Впрочем, просвет в безнадежности был, и связан оказался с именем Мейерхольда, сотрудничеством с его театром. Работа Всеволода Мейерхольда, его отношение к устной сценической речи интересовала Сергея Бернштейна издавна. Естественно, что они – новатор в исследовании сценических движений и новатор в изучении звучащей, в том числе и сценической речи – не могли разминуться. Вернемся назад, в год 1927-й, чтобы познакомиться с письмом Бернштейна Мейерхольду от 8 октября того же года, где упоминается несостоявшаяся запись на фонограф его и артистов театра:
Институт приступает к изучению звучания сценической речи, и для нас представляет особую важность в первую очередь подвергнуть исследованию тот тип сценической речи, который применяется в Вашем театре: точный хронометраж и выверенность каждой интонации, с одной стороны, представляет для исследования огромный интерес, а с другой стороны – значительно облегчит наши искания в области методики изучения.
В 1935 году Бернштейн был приглашен вести занятия со студентами Театрального училища Театра имени Мейерхольда (ТИМа). В память об этом кратком эпизоде в архиве Сергея Бернштейна сохранилась подготовленная им “Программа курса для Театрального училища при ТИМ”, под названием “Композиция лирических стихотворений”, датированная 14 августа 1935 года. Новаторское отношение к теме можно разглядеть уже в первых абзацах этой работы:
Композиция трактуется в курсе как динамический (энергетический) аспект художественной формы – как эмоциональная действенная организация напряжений и разряжений, как внепространственное движение, протекающее во времени <…> Целевая установка курса: 1) дать учащимся технологическую базу для декламационной интерпретации лирических стихотворений; 2) подвести их на относительно простом материале лирических стихотворений к технологическому анализу сценической интерпретации в ее отношении к драматическому произведению; дать им технические навыки анализа звучащей художественной речи.

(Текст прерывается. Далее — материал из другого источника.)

impl ConnectionManager {
    pub fn new(
        config: PolarisConfig,
        tx: mpsc::Sender<SessionEvent>,
        shutdown: watch::Receiver<bool>,
    ) -> Self {
        let backoff = BackoffConfig::from(&config.reconnect);
        Self {
            config,
            backoff,
            state: ConnectionState::Idle,
            attempt: 0,
            session_established: false,
            connected_at: None,
            fail_fast: false,
            tx,
            shutdown,
        }
    }

    /// Error out instead of reconnecting if no session has ever been
    /// established. Used by `--dry-run` so a bad endpoint exits promptly.
    pub fn fail_fast(mut self, enabled: bool) -> Self {
        self.fail_fast = enabled;
        self
    }

    /// Run until shutdown. Never returns an error in normal service; only
    /// `fail_fast` mode surfaces connect failures to the caller.
    pub async fn run(mut self) -> Result<()> {
        loop {
            if *self.shutdown.borrow() {
                break;
            }

            let end = self.run_session().await;

            // A quick flap keeps climbing the backoff curve.
            if let Some(connected_at) = self.connected_at.take() {
                if connected_at.elapsed() >= STABLE_AFTER {
                    self.attempt = 0;
                }
            }

            match end {
                SessionEnd::Shutdown => break,
                SessionEnd::Reconnect => {
                    if self.fail_fast && !self.session_established {
                        return Err(SubclientError::ConnectFailed(format!(
                            "could not establish a session with {}",
                            self.config.api_url
                        )));
                    }
                    if self.wait_backoff().await {
                        break;
                    }
                }
            }
        }
        self.set_state(ConnectionState::Idle);
        info!("ws_shutdown");
        Ok(())
    }

    /// One full dial → authenticate → subscribe → receive cycle.
    async fn run_session(&mut self) -> SessionEnd {
        self.set_state(ConnectionState::Dialing);

        let mut ws = match self.dial().await {
            Ok(ws) => ws,
            Err(e) => {
                warn!(error = %e, "ws_error");
                return SessionEnd::Reconnect;
            }
        };

        self.set_state(ConnectionState::Authenticating);
        if let Err(reason) = self.authenticate(&mut ws).await {
            warn!(error = %reason, "ws_error");
            let _ = ws.close(None).await;
            return SessionEnd::Reconnect;
        }

        let subscription_id: Arc<str> = Arc::from(uuid::Uuid::new_v4().to_string());
        let subscribe = serde_json::json!({
            "id": &*subscription_id,
            "type": "subscribe",
            "payload": { "query": DEVICES_SUBSCRIPTION },
        });
        if let Err(e) = ws.send(Message::Text(subscribe.to_string())).await {
            warn!(error = %e, "ws_error");
            return SessionEnd::Reconnect;
        }

        self.set_state(ConnectionState::Subscribed);
        self.session_established = true;
        self.connected_at = Some(Instant::now());
        info!(subscription_id = %subscription_id, "ws_connected");

        if self
            .tx
            .send(SessionEvent::Started {
                subscription_id: Arc::clone(&subscription_id),
            })
            .await
            .is_err()
        {
            // Pipeline gone; nothing left to feed.
            return SessionEnd::Shutdown;
        }

        let end = self.receive_loop(&mut ws, &subscription_id).await;

        self.set_state(ConnectionState::Draining);
        let _ = self.tx.send(SessionEvent::Ended).await;
        let _ = ws.close(None).await;

        if matches!(end, SessionEnd::Reconnect) {
            info!(subscription_id = %subscription_id, "ws_disconnected");
        }
        end
    }

    async fn dial(&self) -> std::result::Result<WsStream, String> {
        let mut request = self
            .config
            .api_url
            .as_str()
            .into_client_request()
            .map_err(|e| format!("invalid api_url: {e}"))?;
        request.headers_mut().insert(
            "Sec-WebSocket-Protocol",
            HeaderValue::from_static("graphql-transport-ws"),
        );

        let (ws, _response) =
            tokio::time::timeout(DIAL_TIMEOUT, tokio_tungstenite::connect_async(request))
                .await
                .map_err(|_| "dial timed out".to_string())?
                .map_err(|e| format!("dial failed: {e}"))?;
        Ok(ws)
    }

    /// Send `connection_init` and wait for `connection_ack`.
    async fn authenticate(&mut self, ws: &mut WsStream) -> std::result::Result<(), String> {
        let init = serde_json::json!({
            "type": "connection_init",
            "payload": { "Authorization": format!("Bearer {}", self.config.api_key) },
        });
        ws.send(Message::Text(init.to_string()))
            .await
            .map_err(|e| format!("connection_init send failed: {e}"))?;

        let deadline = tokio::time::Instant::now() + ACK_TIMEOUT;
        loop {
            let msg = match tokio::time::timeout_at(deadline, ws.next()).await {
                Err(_) => return Err("timed out waiting for connection_ack".into()),
                Ok(None) => return Err("connection closed before connection_ack".into()),
                Ok(Some(Err(e))) => return Err(format!("read failed before connection_ack: {e}")),
                Ok(Some(Ok(msg))) => msg,
            };

            match frame_kind(msg.clone().into_data().as_slice()) {
                FrameKind::ConnectionAck => return Ok(()),
                FrameKind::Ping => {
                    let pong = serde_json::json!({"type": "pong"});
                    let _ = ws.send(Message::Text(pong.to_string())).await;
                }
                FrameKind::Error => {
                    // Auth rejected. Still a reconnect per policy — the
                    // operator rotates the key, the process keeps trying.
                    return Err("server rejected connection_init".into());
                }
                _ => {
                    if let Message::Close(frame) = msg {
                        return Err(format!("closed during handshake: {frame:?}"));
                    }
                    // Anything else pre-ack is out of protocol; keep waiting
                    // until the deadline.
                    debug!("ignoring pre-ack frame");
                }
            }
        }
    }

    /// Receive until disconnect or shutdown, forwarding data frames.
    async fn receive_loop(&mut self, ws: &mut WsStream, subscription_id: &Arc<str>) -> SessionEnd {
        loop {
            let msg = tokio::select! {
                biased;

                changed = self.shutdown.changed() => {
                    // A dropped sender counts as shutdown.
                    if changed.is_err() || *self.shutdown.borrow() {
                        return SessionEnd::Shutdown;
                    }
                    continue;
                }

                read = tokio::time::timeout(IDLE_PING_AFTER, ws.next()) => match read {
                    Err(_) => {
                        // Idle too long: probe, then give the server one
                        // more window to show life.
                        debug!("idle, sending ping");
                        let ping = serde_json::json!({"type": "ping"});
                        if ws.send(Message::Text(ping.to_string())).await.is_err() {
                            return SessionEnd::Reconnect;
                        }
                        match tokio::time::timeout(PONG_TIMEOUT, ws.next()).await {
                            Err(_) => {
                                warn!("keepalive timeout");
                                return SessionEnd::Reconnect;
                            }
                            Ok(None) => return SessionEnd::Reconnect,
                            Ok(Some(Err(e))) => {
                                warn!(error = %e, "ws_error");
                                return SessionEnd::Reconnect;
                            }
                            Ok(Some(Ok(msg))) => msg,
                        }
                    }
                    Ok(None) => return SessionEnd::Reconnect,
                    Ok(Some(Err(e))) => {
                        warn!(error = %e, "ws_error");
                        return SessionEnd::Reconnect;
                    }
                    Ok(Some(Ok(msg))) => msg,
                },
            };

            match self.handle_frame(msg, ws, subscription_id).await {
                FrameOutcome::Continue => {}
                FrameOutcome::Disconnected => return SessionEnd::Reconnect,
                FrameOutcome::PipelineGone => return SessionEnd::Shutdown,
            }
        }
    }

    async fn handle_frame(
        &mut self,
        msg: Message,
        ws: &mut WsStream,
        subscription_id: &Arc<str>,
    ) -> FrameOutcome {
        let bytes: Bytes = match msg {
            Message::Text(text) => Bytes::from(text.into_bytes()),
            Message::Binary(data) => Bytes::from(data),
            Message::Ping(_) | Message::Pong(_) => return FrameOutcome::Continue,
            Message::Close(frame) => {
                if let Some(frame) = &frame {
                    let code = u16::from(frame.code);
                    if code == 4401 {
                        warn!(code, reason = %frame.reason, "authentication rejected");
                    } else {
                        info!(code, reason = %frame.reason, "server closed connection");
                    }
                }
                return FrameOutcome::Disconnected;
            }
            Message::Frame(_) => return FrameOutcome::Continue,
        };

        match frame_kind(&bytes) {
            FrameKind::Next | FrameKind::Error | FrameKind::Unparseable => {
                // Data-bearing (or unclassifiable) frames go downstream; the
                // normalizer owns turning them into records. send() blocking
                // on a full channel is the back-pressure path.
                let raw = RawMessage::new(bytes, Arc::clone(subscription_id));
                if self.tx.send(SessionEvent::Frame(raw)).await.is_err() {
                    return FrameOutcome::PipelineGone;
                }
                FrameOutcome::Continue
            }
            FrameKind::Complete => {
                info!("subscription completed by server");
                FrameOutcome::Disconnected
            }
            FrameKind::Ping => {
                let pong = serde_json::json!({"type": "pong"});
                if ws.send(Message::Text(pong.to_string())).await.is_err() {
                    return FrameOutcome::Disconnected;
                }
                FrameOutcome::Continue
            }
            // Duplicate acks, pongs, and anything protocol-shaped but
            // unknown are ignored.
            FrameKind::ConnectionAck | FrameKind::Pong | FrameKind::Other => {
                FrameOutcome::Continue
            }
        }
    }

    /// Sleep the jittered backoff; returns true if shutdown arrived first.
    async fn wait_backoff(&mut self) -> bool {
        self.set_state(ConnectionState::Backoff);
        let delay = self.backoff.delay_for_attempt(self.attempt);
        info!(
            attempt = self.attempt + 1,
            delay_ms = delay.as_millis() as u64,
            "ws_reconnecting"
        );
        self.attempt = self.attempt.saturating_add(1);

        tokio::select! {
            _ = tokio::time::sleep(delay) => false,
            changed = self.shutdown.changed() => {
                changed.is_err() || *self.shutdown.borrow()
            }
        }
    }

    fn set_state(&mut self, new: ConnectionState) {
        if self.state != new {
            debug!(from = ?self.state, to = ?new, "connection state");
            self.state = new;
        }
    }
}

В какой-то степени “Программа” соотносилась с разработанной Мейерхольдом “биомеханикой”, введенной в его режиссерскую и педагогическую практику, только предполагала тренировку не тела, а речи: “Поскольку задачей игры актера является реализация определенного задания, от него требуется экономия выразительных средств, которая гарантирует точность движений, способствующих скорейшей реализации задания”[88].
Работа в ТИМе продолжалась недолго, она прекратилась год спустя. Исследователь творчества Мейерхольда Валерий Золотухин склонен соотносить этот факт с тем, что театру было предложено отказаться от “лишних”, не имеющих прямого отношения к сцене занятий, но точных сведений у нас нет.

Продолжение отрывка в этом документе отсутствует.